The All-Party Parliamentary Group on Beauty, Aesthetics, and Wellbeing (APPG) has issued a call to action, urging the Government to ensure the post-pandemic recovery of the £30 billion beauty and wellbeing industry, along with suggestions of what to do. The committee, headed by MPs Carolyn Harris and Judith Cummins, began an investigation in response to concerns from business executives that the field was still recovering from the coronavirus outbreak.
It discovered that many companies are experiencing personnel shortages post-Brexit, as a result of insufficient financing for apprentices and a lack of customer trust, 66% of beauty businesses remain partly or entirely dependent on government assistance to operate.

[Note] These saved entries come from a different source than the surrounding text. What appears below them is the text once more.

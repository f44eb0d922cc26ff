use crate::backup::{self, BackupOutcome, Confirm, SyncError};
use crate::diff::{DiffError, DiffResult, compare};
use crate::interrupt::{Interrupt, Interrupted};
use crate::manifest::{Manifest, ManifestError, ManifestStore};
use crate::record::{RecordError, RecordProvider};
use crate::tree::{self, TreeError};
use rand::rngs::StdRng;
use rand::{Rng, SeedableRng};
use std::collections::BTreeSet;
use std::path::{Path, PathBuf};
use std::time::SystemTime;
use tracing::{info, warn};

pub const SUBSET_LIST_FILENAME: &str = ".hashcheck.subset";

#[derive(Debug, thiserror::Error)]
pub enum WorkflowError {
    #[error("Manifest error: {0}")]
    Manifest(#[from] ManifestError),
    #[error("Record error: {0}")]
    Record(#[from] RecordError),
    #[error("Enumeration error: {0}")]
    Tree(#[from] TreeError),
    #[error(transparent)]
    Diff(#[from] DiffError),
    #[error("Backup error: {0}")]
    Sync(#[from] SyncError),
    #[error(transparent)]
    Interrupted(#[from] Interrupted),
    #[error("Not initialized: no manifest in {0} (use hashcheck create to initialize)")]
    NotInitialized(PathBuf),
    #[error("Already initialized: {0} has a manifest (use hashcheck expand or update instead)")]
    AlreadyExists(PathBuf),
    #[error("No candidate manifest in {0} (run verify, subset or update first)")]
    NoCandidate(PathBuf),
    #[error("Pending candidate manifest in {0} (run hashcheck accept first)")]
    PendingCandidate(PathBuf),
    #[error("Cannot read subset list {path}: {source}")]
    MissingSubsetList {
        path: PathBuf,
        source: std::io::Error,
    },
}

impl WorkflowError {
    /// Whether this is a "can't happen" failure rather than a data problem.
    pub fn is_internal(&self) -> bool {
        matches!(
            self,
            WorkflowError::Diff(DiffError::InternalConsistency)
                | WorkflowError::Sync(SyncError::Diff(DiffError::InternalConsistency))
        )
    }

    pub fn is_interrupted(&self) -> bool {
        matches!(
            self,
            WorkflowError::Interrupted(_)
                | WorkflowError::Record(RecordError::Interrupted(_))
                | WorkflowError::Sync(SyncError::Interrupted(_))
        )
    }
}

#[derive(Debug, Clone, Copy, PartialEq, Eq)]
pub enum Mode {
    Create,
    Expand,
    Verify,
    Subset,
    Sample,
    Accept,
    Review,
    Update,
    Backup,
}

impl std::fmt::Display for Mode {
    fn fmt(&self, f: &mut std::fmt::Formatter<'_>) -> std::fmt::Result {
        let name = match self {
            Mode::Create => "create",
            Mode::Expand => "expand",
            Mode::Verify => "verify",
            Mode::Subset => "subset",
            Mode::Sample => "sample",
            Mode::Accept => "accept",
            Mode::Review => "review",
            Mode::Update => "update",
            Mode::Backup => "backup",
        };
        f.write_str(name)
    }
}

/// Everything an operation needs besides the directory.
pub struct Context<'a> {
    pub provider: &'a dyn RecordProvider,
    pub sample_rate: f64,
    /// Fixed seed for `sample`; a fresh random selection otherwise.
    pub sample_seed: Option<u64>,
    /// Overrides `<dir>/.hashcheck.subset`.
    pub subset_list: Option<PathBuf>,
    pub confirm: &'a dyn Confirm,
    pub interrupt: Interrupt,
}

#[derive(Debug, Clone, PartialEq, Eq)]
pub enum OperationReport {
    Created {
        files: usize,
        bytes: u64,
    },
    Expanded {
        added: Vec<String>,
    },
    Updated {
        added: Vec<String>,
        lost: Vec<String>,
    },
    /// Result of `verify` and `subset`. A non-empty diff means a candidate
    /// was left pending.
    Verified {
        checked: usize,
        diff: DiffResult,
    },
    Sampled {
        total: usize,
        selected: usize,
        failed: Vec<String>,
    },
    Accepted,
    Reviewed {
        manifest_mtime: SystemTime,
        newer: Option<String>,
    },
    Backup(BackupOutcome),
}

#[derive(Debug, Clone, PartialEq, Eq)]
pub struct DirectoryOutcome {
    pub dir: PathBuf,
    pub mode: Mode,
    pub report: OperationReport,
}

impl DirectoryOutcome {
    /// Changed or lost files, or failed samples.
    pub fn has_problems(&self) -> bool {
        match &self.report {
            OperationReport::Verified { diff, .. } => diff.has_damage(),
            OperationReport::Updated { lost, .. } => !lost.is_empty(),
            OperationReport::Sampled { failed, .. } => !failed.is_empty(),
            _ => false,
        }
    }

    /// A candidate awaits `accept`.
    pub fn pending_accept(&self) -> bool {
        match &self.report {
            OperationReport::Verified { diff, .. } => !diff.is_empty(),
            OperationReport::Updated { lost, .. } => !lost.is_empty(),
            _ => false,
        }
    }

    pub fn pending_review(&self) -> bool {
        matches!(
            &self.report,
            OperationReport::Reviewed { newer: Some(_), .. }
        )
    }
}

/// Runs `mode` against one directory.
pub fn run(dir: &Path, mode: Mode, ctx: &Context<'_>) -> Result<DirectoryOutcome, WorkflowError> {
    let store = ManifestStore::new(dir);

    let report = match mode {
        Mode::Create => create(&store, ctx)?,
        Mode::Expand => expand(&store, ctx)?,
        Mode::Update => update(&store, ctx)?,
        Mode::Verify => verify(&store, ctx)?,
        Mode::Subset => subset(&store, ctx)?,
        Mode::Sample => sample(&store, ctx)?,
        Mode::Accept => accept(&store)?,
        Mode::Review => review(&store)?,
        Mode::Backup => backup(&store, ctx)?,
    };

    Ok(DirectoryOutcome {
        dir: dir.to_path_buf(),
        mode,
        report,
    })
}

fn load_committed(store: &ManifestStore) -> Result<Manifest, WorkflowError> {
    store.load().map_err(|e| match e {
        ManifestError::Missing(dir) => WorkflowError::NotInitialized(dir),
        other => WorkflowError::Manifest(other),
    })
}

fn discard_stale_candidate(store: &ManifestStore) -> Result<(), WorkflowError> {
    if store.discard_candidate()? {
        warn!(
            "Discarded earlier candidate in {} without accepting it",
            store.dir().display()
        );
    }
    Ok(())
}

fn create(store: &ManifestStore, ctx: &Context<'_>) -> Result<OperationReport, WorkflowError> {
    if store.exists() {
        return Err(WorkflowError::AlreadyExists(store.dir().to_path_buf()));
    }
    discard_stale_candidate(store)?;

    let paths = tree::enumerate_tree(store.dir())?;
    let manifest = ctx.provider.records(store.dir(), &paths, &ctx.interrupt)?;
    store.commit(&manifest)?;

    info!(
        "Created manifest for {} with {} files",
        store.dir().display(),
        manifest.len()
    );

    Ok(OperationReport::Created {
        files: manifest.len(),
        bytes: manifest.total_size(),
    })
}

/// Records tree files missing from `committed` and commits the result.
///
/// Existing entries are not re-fingerprinted. Returns the added paths.
fn record_additions(
    store: &ManifestStore,
    committed: &mut Manifest,
    tree_paths: &BTreeSet<String>,
    ctx: &Context<'_>,
) -> Result<Vec<String>, WorkflowError> {
    let missing: BTreeSet<String> = tree_paths
        .iter()
        .filter(|p| !committed.contains(p))
        .cloned()
        .collect();

    if missing.is_empty() {
        return Ok(Vec::new());
    }

    let fresh = ctx.provider.records(store.dir(), &missing, &ctx.interrupt)?;
    let added: Vec<String> = fresh.paths().map(str::to_string).collect();
    if added.is_empty() {
        return Ok(added);
    }
    committed.merge(fresh);
    store.commit(committed)?;

    info!(
        "Added {} files to manifest of {}",
        added.len(),
        store.dir().display()
    );

    Ok(added)
}

fn expand(store: &ManifestStore, ctx: &Context<'_>) -> Result<OperationReport, WorkflowError> {
    let mut committed = load_committed(store)?;
    if store.has_candidate() {
        warn!(
            "{} has a pending candidate; it does not include files added now",
            store.dir().display()
        );
    }

    let tree_paths = tree::enumerate_tree(store.dir())?;
    let added = record_additions(store, &mut committed, &tree_paths, ctx)?;

    Ok(OperationReport::Expanded { added })
}

/// `expand`, plus a candidate without the entries whose files are gone.
///
/// Entries kept in the candidate are passed through without being
/// re-fingerprinted, so corruption of surviving files goes unnoticed here.
fn update(store: &ManifestStore, ctx: &Context<'_>) -> Result<OperationReport, WorkflowError> {
    let mut committed = load_committed(store)?;
    discard_stale_candidate(store)?;

    let tree_paths = tree::enumerate_tree(store.dir())?;
    let added = record_additions(store, &mut committed, &tree_paths, ctx)?;

    let lost: Vec<String> = committed
        .paths()
        .filter(|p| !tree_paths.contains(*p))
        .map(str::to_string)
        .collect();

    if !lost.is_empty() {
        let mut candidate = committed.clone();
        for path in &lost {
            candidate.remove(path);
        }
        ctx.interrupt.check()?;
        store.save_candidate(&candidate)?;
        warn!(
            "{} files lost from {}; candidate awaits accept",
            lost.len(),
            store.dir().display()
        );
    }

    Ok(OperationReport::Updated { added, lost })
}

/// Compares `candidate` against `committed`, keeping the candidate only if
/// they differ.
fn settle_candidate(
    store: &ManifestStore,
    committed: &Manifest,
    candidate: &Manifest,
    ctx: &Context<'_>,
) -> Result<DiffResult, WorkflowError> {
    let diff = compare(committed, candidate)?;
    if !diff.is_empty() {
        ctx.interrupt.check()?;
        store.save_candidate(candidate)?;
        info!(
            "{}: {} added, {} changed, {} lost; candidate awaits accept",
            store.dir().display(),
            diff.added.len(),
            diff.changed.len(),
            diff.lost.len()
        );
    }
    Ok(diff)
}

fn verify(store: &ManifestStore, ctx: &Context<'_>) -> Result<OperationReport, WorkflowError> {
    let committed = load_committed(store)?;
    discard_stale_candidate(store)?;

    let tree_paths = tree::enumerate_tree(store.dir())?;
    let candidate = ctx.provider.records(store.dir(), &tree_paths, &ctx.interrupt)?;
    let diff = settle_candidate(store, &committed, &candidate, ctx)?;

    Ok(OperationReport::Verified {
        checked: candidate.len(),
        diff,
    })
}

/// Reads a subset list, normalizing entries to manifest path form.
pub fn read_subset_list(path: &Path) -> Result<BTreeSet<String>, WorkflowError> {
    let content = std::fs::read_to_string(path).map_err(|source| {
        WorkflowError::MissingSubsetList {
            path: path.to_path_buf(),
            source,
        }
    })?;

    let mut paths = BTreeSet::new();
    for line in content.split_terminator('\n') {
        if line.is_empty() {
            continue;
        }
        let Some(path) = tree::manifest_path(Path::new(line)) else {
            warn!("Ignoring {:?} in subset list: not a path inside the tree", line);
            continue;
        };
        let excluded = Path::new(&path)
            .file_name()
            .is_none_or(tree::is_excluded);
        if excluded {
            warn!("Ignoring {} in subset list: not a recordable name", path);
            continue;
        }
        paths.insert(path);
    }
    Ok(paths)
}

fn subset(store: &ManifestStore, ctx: &Context<'_>) -> Result<OperationReport, WorkflowError> {
    let committed = load_committed(store)?;

    let list_path = ctx
        .subset_list
        .clone()
        .unwrap_or_else(|| store.dir().join(SUBSET_LIST_FILENAME));
    let selected = read_subset_list(&list_path)?;

    discard_stale_candidate(store)?;

    let fresh = ctx.provider.records(store.dir(), &selected, &ctx.interrupt)?;

    let mut candidate = committed.clone();
    for path in &selected {
        candidate.remove(path);
    }
    candidate.merge(fresh);

    let diff = settle_candidate(store, &committed, &candidate, ctx)?;

    Ok(OperationReport::Verified {
        checked: selected.len(),
        diff,
    })
}

fn sample(store: &ManifestStore, ctx: &Context<'_>) -> Result<OperationReport, WorkflowError> {
    let committed = load_committed(store)?;

    let mut rng = match ctx.sample_seed {
        Some(seed) => StdRng::seed_from_u64(seed),
        None => StdRng::from_entropy(),
    };

    let selected: BTreeSet<String> = committed
        .paths()
        .filter(|_| rng.gen_bool(ctx.sample_rate))
        .map(str::to_string)
        .collect();

    let fresh = ctx.provider.records(store.dir(), &selected, &ctx.interrupt)?;

    let failed: Vec<String> = selected
        .iter()
        .filter(|path| fresh.get(path) != committed.get(path))
        .cloned()
        .collect();

    info!(
        "Sampled {} of {} files in {}: {} passed, {} failed",
        selected.len(),
        committed.len(),
        store.dir().display(),
        selected.len() - failed.len(),
        failed.len()
    );

    Ok(OperationReport::Sampled {
        total: committed.len(),
        selected: selected.len(),
        failed,
    })
}

fn accept(store: &ManifestStore) -> Result<OperationReport, WorkflowError> {
    if !store.has_candidate() {
        return Err(WorkflowError::NoCandidate(store.dir().to_path_buf()));
    }
    // A damaged candidate must not replace a good manifest.
    store.load_candidate()?;

    if !store.promote_candidate()? {
        return Err(WorkflowError::NoCandidate(store.dir().to_path_buf()));
    }
    info!("Accepted candidate in {}", store.dir().display());

    Ok(OperationReport::Accepted)
}

/// Flags trees with files newer than their manifest. Nothing is
/// fingerprinted, so a touched but identical file is a false positive and
/// corruption that leaves the mtime alone is invisible.
fn review(store: &ManifestStore) -> Result<OperationReport, WorkflowError> {
    let manifest_mtime = store.committed_mtime().map_err(|e| match e {
        ManifestError::Missing(dir) => WorkflowError::NotInitialized(dir),
        other => WorkflowError::Manifest(other),
    })?;

    let newer = tree::find_newer_than(store.dir(), manifest_mtime)?;
    if let Some(path) = &newer {
        info!(
            "{} needs verify: {} is newer than its manifest",
            store.dir().display(),
            path
        );
    }

    Ok(OperationReport::Reviewed {
        manifest_mtime,
        newer,
    })
}

fn backup(store: &ManifestStore, ctx: &Context<'_>) -> Result<OperationReport, WorkflowError> {
    let committed = load_committed(store)?;
    if store.has_candidate() {
        return Err(WorkflowError::PendingCandidate(store.dir().to_path_buf()));
    }

    let outcome = backup::synchronize(store, &committed, ctx.confirm, &ctx.interrupt)?;
    Ok(OperationReport::Backup(outcome))
}

#[cfg(test)]
mod tests;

While demand for services remained high throughout the first reopening period in April 2021, the National Hair and Beauty Federation’s September State of the Industry Survey revealed that demand quickly dwindled.
Due to this lack of customer trust in conjunction with staff shortages, less than half of beauty businesses are profitable.
A much-appreciated health and beauty salon has abruptly shut its doors after several decades, claiming staffing difficulties. House of Health and Beauty, located on Trinity Street in the heart of Dorchester, was a salon that provided body treatments, facials, and other procedures.
Holly Aiken, the salon’s owner, recently took the ‘tough choice’ to shut the establishment owing to ‘loss of great employees, “these last two years have been challenging for us all and unfortunately despite having a wonderful clientele, with losing fantastic staff and not being able to find suitable replacements, it has become too stressful and impossible to continue.”
The group has provided a total of three recommendations to Government in the request to ensure that the sector does not fall behind in the UK’s post-Covid-19 recovery:
The APPG makes the following three suggestions to the authorities to assist the beauty industry’s rehabilitation after the coronavirus outbreak:
1. Expand employer incentives for apprenticeships, particularly for small and micro companies.
2. Increase the accessibility and breadth of the National Skills Fund’s holistic and complementary credentials.
3. Recognise the critical significance of holistic and complementary treatments in relieving strain on the NHS.
The APPG initiated this official inquiry in response to industry concerns about severe staff shortages, a persistent lack of consumer trust, and a lack of funding for wellness services that are critical in assisting our overburdened NHS.
If the Government expands employer incentives for apprenticeships, it will especially be financially feasible for small companies, who have suffered the most during the epidemic. In this way, business owners will be able to hire new apprentices and make up for the severe staff shortages.
The APPG’s recommendations are positive news for those interested in the beauty industry. While the terrain is currently volatile, the beauty industry - defined by multiple types of businesses - is popular, and as we adapt to COVID and see results from the vaccine rollout, the industry hopes to boost back.